1 month ago by Jared Russo in News
HBO Max and Peacock logos

HBO Max is an upcoming on-demand project that is set to blend AT&T ($NYSE:T), Warner Bros. ($NYSE:TWX), the CW, BBC, TBS, TNT, truTV, Adult Swim, Cartoon Network, TCM, and CNN all under the HBO banner.

It can be hard to keep up with all the names and networks and IP collected by these mega corporate conglomerates, but all you need to know using alternative data is that AT&T WarnerMedia is bulking up to make HBO Max a major player in the streaming wars.

The last few years of HBO can be summed up with two things: Game of Thrones, and an increase in size due to the merger and subsequent purchase. Headcount rose from 4,000 to now 6,000 employees globally in the span of three years, and it'll only get bigger the closer we get to HBO Max's debut. 

What's both interesting and not surprising is the noticable incline in followers when Game of Thrones premiered earlier this year, which is a rising tide that lifts all boats for HBO. As long as people don't actively unfollow the account, they can better utilize social media to promote its other shows, and yes, eventually the GoT spin-offs.

Since the streaming wars are a battle of both technology, economy, and intellectual property, it's going to be fascinating to see how HBO manages to deal with all of the added resources at its disposal as well as the burden of handling other shows and networks into the Max name. There's a possibility the traditional way HBO has operated (TV subscriptions, high prestige shows, catered and curated line-ups) will cease to be, and the brand could be watered down by the likes of The Big Bang Theory.

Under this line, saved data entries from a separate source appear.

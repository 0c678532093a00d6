//! Moves, bit-packed into a `u32`.

use std::fmt;

use crate::piece_kind::PieceKind;
use crate::square::Square;

const SRC_SHIFT: u32 = 0;
const DST_SHIFT: u32 = 6;
const PIECE_SHIFT: u32 = 12;
const CAPTURE_SHIFT: u32 = 15;
const PROMO_SHIFT: u32 = 18;
const KIND_SHIFT: u32 = 21;
const SQUARE_MASK: u32 = 0x3F;
const KIND3_MASK: u32 = 0b111;
const MOVE_KIND_MASK: u32 = 0b11;
/// Stored in a 3-bit piece field to mean "no piece".
const NO_PIECE: u32 = 0b111;

/// The category of a move.
#[derive(Debug, Clone, Copy, PartialEq, Eq, Hash)]
#[repr(u8)]
pub enum MoveKind {
    Normal = 0,
    Promotion = 1,
    EnPassant = 2,
    Castling = 3,
}

/// A move, carrying everything an orderer needs without consulting the board.
///
/// ```text
/// bits  0-5:  source square
/// bits  6-11: target square
/// bits 12-14: moving piece kind
/// bits 15-17: captured piece kind (7 = none)
/// bits 18-20: promotion piece kind (7 = none)
/// bits 21-22: move kind
/// ```
///
/// Moves are produced by the board's generator and never mutated.
#[derive(Clone, Copy, PartialEq, Eq, Hash)]
pub struct Move(u32);

impl Move {
    pub(crate) const fn new(
        source: Square,
        target: Square,
        piece: PieceKind,
        captured: Option<PieceKind>,
        promotion: Option<PieceKind>,
        kind: MoveKind,
    ) -> Move {
        let captured = match captured {
            Some(k) => k as u32,
            None => NO_PIECE,
        };
        let promotion = match promotion {
            Some(k) => k as u32,
            None => NO_PIECE,
        };
        Move(
            (source.index() as u32) << SRC_SHIFT
                | (target.index() as u32) << DST_SHIFT
                | (piece as u32) << PIECE_SHIFT
                | captured << CAPTURE_SHIFT
                | promotion << PROMO_SHIFT
                | (kind as u32) << KIND_SHIFT,
        )
    }

    #[inline]
    pub const fn source(self) -> Square {
        Square::from_index_unchecked(((self.0 >> SRC_SHIFT) & SQUARE_MASK) as u8)
    }

    #[inline]
    pub const fn target(self) -> Square {
        Square::from_index_unchecked(((self.0 >> DST_SHIFT) & SQUARE_MASK) as u8)
    }

    /// Kind of the piece being moved.
    #[inline]
    pub const fn piece(self) -> PieceKind {
        match PieceKind::from_index(((self.0 >> PIECE_SHIFT) & KIND3_MASK) as usize) {
            Some(kind) => kind,
            None => PieceKind::Pawn,
        }
    }

    /// Kind of the piece removed from the board, including en passant.
    #[inline]
    pub const fn captured(self) -> Option<PieceKind> {
        PieceKind::from_index(((self.0 >> CAPTURE_SHIFT) & KIND3_MASK) as usize)
    }

    /// Kind a pawn promotes to.
    #[inline]
    pub const fn promotion(self) -> Option<PieceKind> {
        PieceKind::from_index(((self.0 >> PROMO_SHIFT) & KIND3_MASK) as usize)
    }

    #[inline]
    pub const fn kind(self) -> MoveKind {
        match (self.0 >> KIND_SHIFT) & MOVE_KIND_MASK {
            0 => MoveKind::Normal,
            1 => MoveKind::Promotion,
            2 => MoveKind::EnPassant,
            _ => MoveKind::Castling,
        }
    }

    #[inline]
    pub const fn is_capture(self) -> bool {
        (self.0 >> CAPTURE_SHIFT) & KIND3_MASK != NO_PIECE
    }

    #[inline]
    pub const fn is_promotion(self) -> bool {
        (self.0 >> PROMO_SHIFT) & KIND3_MASK != NO_PIECE
    }

    /// UCI text, e.g. `e2e4` or `e7e8q`.
    pub fn to_uci(self) -> String {
        self.to_string()
    }
}

impl fmt::Display for Move {
    fn fmt(&self, f: &mut fmt::Formatter<'_>) -> fmt::Result {
        write!(f, "{}{}", self.source(), self.target())?;
        if let Some(promo) = self.promotion() {
            write!(f, "{}", promo.fen_char())?;
        }
        Ok(())
    }
}

impl fmt::Debug for Move {
    fn fmt(&self, f: &mut fmt::Formatter<'_>) -> fmt::Result {
        write!(f, "Move({self}")?;
        if let Some(captured) = self.captured() {
            write!(f, " x{captured}")?;
        }
        write!(f, ")")
    }
}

Really the main problem, outside of having to broadcast The Big Bang Theory to baby boomers for extra money, is having to compete with the following: Netflix, Hulu, Amazon Prime, Disney+, Apple TV, Crackle, Vudu, Vue, Sling, YouTube TV, Fubo, Philo, ESPN+, Pluto, RedBox, Yahoo View, Tubi, Quibi, DC Universe, Shudder, CBS All Access, FX+, Twitch...

...and now Peacock.

NBC Universal's ($NASDAQ:CMCSA) newest streaming video service is just the latest in a long and evergrowing list of things designed to subscribe to, forget you pay them money monthly, and never cancel because it's too much of a hassle. Since it was only announced this week, and has no other real information besides early plans for shows, there isn't any alternative data to dive into. At least, yet. 

About the Data: 

Thinknum tracks companies using information they post online - jobs, social and web traffic, product sales and app ratings - and creates data sets that measure factors like hiring, revenue and foot traffic. Data sets may not be fully comprehensive (they only account for what is available on the web), but they can be used to gauge performance factors like staffing and sales. 

Further Reading: 

Join the businesses who have begun to edge out competitors by scouring the web for alternative data.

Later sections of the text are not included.